Yesterday, I was sparring with [BJJT].  We both started judo at the same time, but he started in a background of Krav Maga (which had adopted some elements of brazilian jiu jitsu) so he has a pretty damn strong ground game.  I’ve been doing judo for almost  year, and despite the fact that he’s almost 10kilograms lighter than me, I’ve never been able to pin or submit him for a win.  I can beat him in standup fighting with throws with about a 50% rate, but on the ground, I’ve never won against him.

Until last night.

Normally, in the span of a 5-10 minute sparring session, he’ll submit me multiple times.  Lately he hasn’t been able to pin me as much (because of the weight difference).   The last time we sparred, he might get me in 5-6 submissions within the space of a single sparring round.

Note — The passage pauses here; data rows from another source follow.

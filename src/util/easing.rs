//! Easing functions for transform transitions.
//!
//! Every curve here is a one-dimensional cubic Bézier with its x control
//! points fixed at 1/3 and 2/3, which means it maps exactly onto a CSS
//! `cubic-bezier()` timing function. Hosts that animate natively (a browser)
//! use [`EasingFunction::css`]; hosts that tween themselves (the simulated
//! host) call [`EasingFunction::evaluate`].

use schemars::JsonSchema;
use serde::{Deserialize, Serialize};

/// Easing function variants for transition curves.
#[derive(Debug, Clone, Copy, PartialEq, Serialize, Deserialize, JsonSchema)]
#[serde(rename_all = "snake_case")]
pub enum EasingFunction {
    /// Linear interpolation (no easing).
    Linear,
    /// Quadratic ease-in (slow start, fast end).
    QuadraticIn,
    /// Quadratic ease-out (fast start, slow end).
    QuadraticOut,
    /// Cubic Hermite interpolation with configurable control points.
    /// Formula: c1·3t(1-t)² + c2·3(1-t)t² + t³
    CubicHermite {
        /// First control value.
        c1: f32,
        /// Second control value.
        c2: f32,
    },
}

impl EasingFunction {
    /// Default easing: CubicHermite with c1=0.33, c2=1.0 for a natural
    /// ease-out feel.
    pub const DEFAULT: EasingFunction =
        EasingFunction::CubicHermite { c1: 0.33, c2: 1.0 };

    /// Evaluate the easing function at time t.
    ///
    /// Input t is clamped to [0.0, 1.0].
    #[inline]
    #[must_use]
    pub fn evaluate(&self, t: f32) -> f32 {
        let t = t.clamp(0.0, 1.0);

        match self {
            EasingFunction::Linear => t,
            EasingFunction::QuadraticIn => t * t,
            EasingFunction::QuadraticOut => {
                let omt = 1.0 - t;
                1.0 - omt * omt
            }
            EasingFunction::CubicHermite { c1, c2 } => {
                let omt = 1.0 - t;
                c1 * 3.0 * t * omt * omt + c2 * 3.0 * omt * t * t + t * t * t
            }
        }
    }

    /// Control values `(y1, y2)` of the equivalent Bézier curve.
    #[must_use]
    pub fn control_points(&self) -> (f32, f32) {
        match *self {
            EasingFunction::Linear => (1.0 / 3.0, 2.0 / 3.0),
            EasingFunction::QuadraticIn => (0.0, 1.0 / 3.0),
            EasingFunction::QuadraticOut => (2.0 / 3.0, 1.0),
            EasingFunction::CubicHermite { c1, c2 } => (c1, c2),
        }
    }

    /// CSS `transition-timing-function` value for this curve.
    #[must_use]
    pub fn css(&self) -> String {
        if *self == EasingFunction::Linear {
            return "linear".to_owned();
        }
        let (y1, y2) = self.control_points();
        format!("cubic-bezier(0.333, {y1:.3}, 0.667, {y2:.3})")
    }
}

impl Default for EasingFunction {
    #[inline]
    fn default() -> Self {
        Self::DEFAULT
    }
}
//! Drag input handling for ReorderController.

use glam::Vec2;

use super::ReorderController;
use crate::animation::Task;
use crate::error::GlideError;
use crate::host::Host;
use crate::input::InputEvent;
use crate::item::ItemId;

// ── Unified input handler ──

impl<H: Host> ReorderController<H> {
    /// Process a platform-agnostic input event.
    ///
    /// Events that are invalid for the current drag state (a `move` before
    /// any `start`, a second `start` mid-drag) are rejected with
    /// [`GlideError::InvalidDragTransition`] and change nothing. Hosts that
    /// cannot rule out stray events may simply ignore the error.
    ///
    /// # Example
    ///
    /// ```ignore
    /// controller.handle_event(InputEvent::DragMove { pointer })?;
    /// controller.handle_event(InputEvent::Shuffle)?;
    /// ```
    pub fn handle_event(&mut self, event: InputEvent) -> Result<(), GlideError> {
        log::trace!("input: {} while {}", event.name(), self.drag.name());
        match event {
            InputEvent::DragStart { item, pointer } => {
                self.drag_start(item, pointer)
            }
            InputEvent::DragMove { pointer } => self.drag_move(pointer),
            InputEvent::DragEnter { target } => self.drag_enter(&target),
            InputEvent::DragEnd => self.drag_end(),
            InputEvent::Shuffle => {
                let _ = self.shuffle();
                Ok(())
            }
        }
    }

    /// Open a drag session on `item` anchored at `pointer`.
    ///
    /// Items outside the order are reported as
    /// [`GlideError::NotRendered`].
    pub fn drag_start(
        &mut self,
        item: ItemId,
        pointer: Vec2,
    ) -> Result<(), GlideError> {
        if !self.order.contains(&item) {
            return Err(GlideError::NotRendered(item));
        }
        let _ = self.drag.begin(item.clone(), pointer)?;
        if self.options.drag.hide_drag_image {
            self.host.clear_drag_image(&item);
        }
        log::debug!("drag start: {item} at ({}, {})", pointer.x, pointer.y);
        Ok(())
    }

    /// Track the pointer; the dragged item follows on the next frame.
    ///
    /// Moves are coalesced: however many arrive between two frames, one
    /// transform write applies the latest delta.
    pub fn drag_move(&mut self, pointer: Vec2) -> Result<(), GlideError> {
        let _ = self.drag.update(pointer)?;
        self.request_drag_frame();
        Ok(())
    }

    /// The dragged item entered `target`'s drop zone: swap them.
    ///
    /// Entering the dragged item's own zone, or a zone whose item is still
    /// settling from a FLIP, is ignored. After a swap the drag origin moves
    /// to the current pointer so the item does not jump.
    pub fn drag_enter(&mut self, target: &ItemId) -> Result<(), GlideError> {
        let Some(dragged) = self.drag.dragged_item().cloned() else {
            return Err(GlideError::InvalidDragTransition {
                event: "enter",
                state: self.drag.name(),
            });
        };
        if &dragged == target {
            return Ok(());
        }
        if self.locks.is_locked(target) {
            log::trace!("drag enter on {target} ignored: still animating");
            return Ok(());
        }

        self.order.swap(&dragged, target)?;
        self.drag.rebase()?;
        self.request_drag_frame();
        log::debug!("drag enter: swapped {dragged} with {target}");
        let _ = self.relayout();
        Ok(())
    }

    /// Close the drag session and send the item back to its slot.
    ///
    /// The snap-back takes its own hold on the item's lock, next to any FLIP
    /// still running on it, so the item stays locked until both are done.
    /// Its position is re-measured when the snap-back finishes.
    pub fn drag_end(&mut self) -> Result<(), GlideError> {
        let session = self.drag.end()?;
        let item = session.item().clone();
        log::debug!("drag end: {item} after {:?}", session.elapsed());

        let token = self.locks.acquire(&item);
        self.host.request_frame(Task::SnapBack { item, token });
        Ok(())
    }

    fn request_drag_frame(&mut self) {
        if let Some(session) = self.drag.session_mut() {
            if session.request_frame() {
                self.host.request_frame(Task::DragFrame);
            }
        }
    }
}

Last night, I got him once, and he got me once.  I don’t think my attacks are necessarily better, but I’ve learned a better deffensive game and I have more a gameplan in general.  I have BearKing to thank for that– he’s been showing me techniques and has entertained all my stupid questions.  BearKing has been great to me– whenever there’s free time, he’s always happy to roll with me.  I have never come close to beating him on the ground or even unbalancing him in standup, but basically surviving a round with him as long as I can has made me way more technically adept by reducing the number of openings that I give my opponent.

And now, it’s all added up– I finally have my first win against BJJT.

 

Yes, I know that basically my acheivement so far is that I can beat most of the people who are smaller than me. But that’s a start.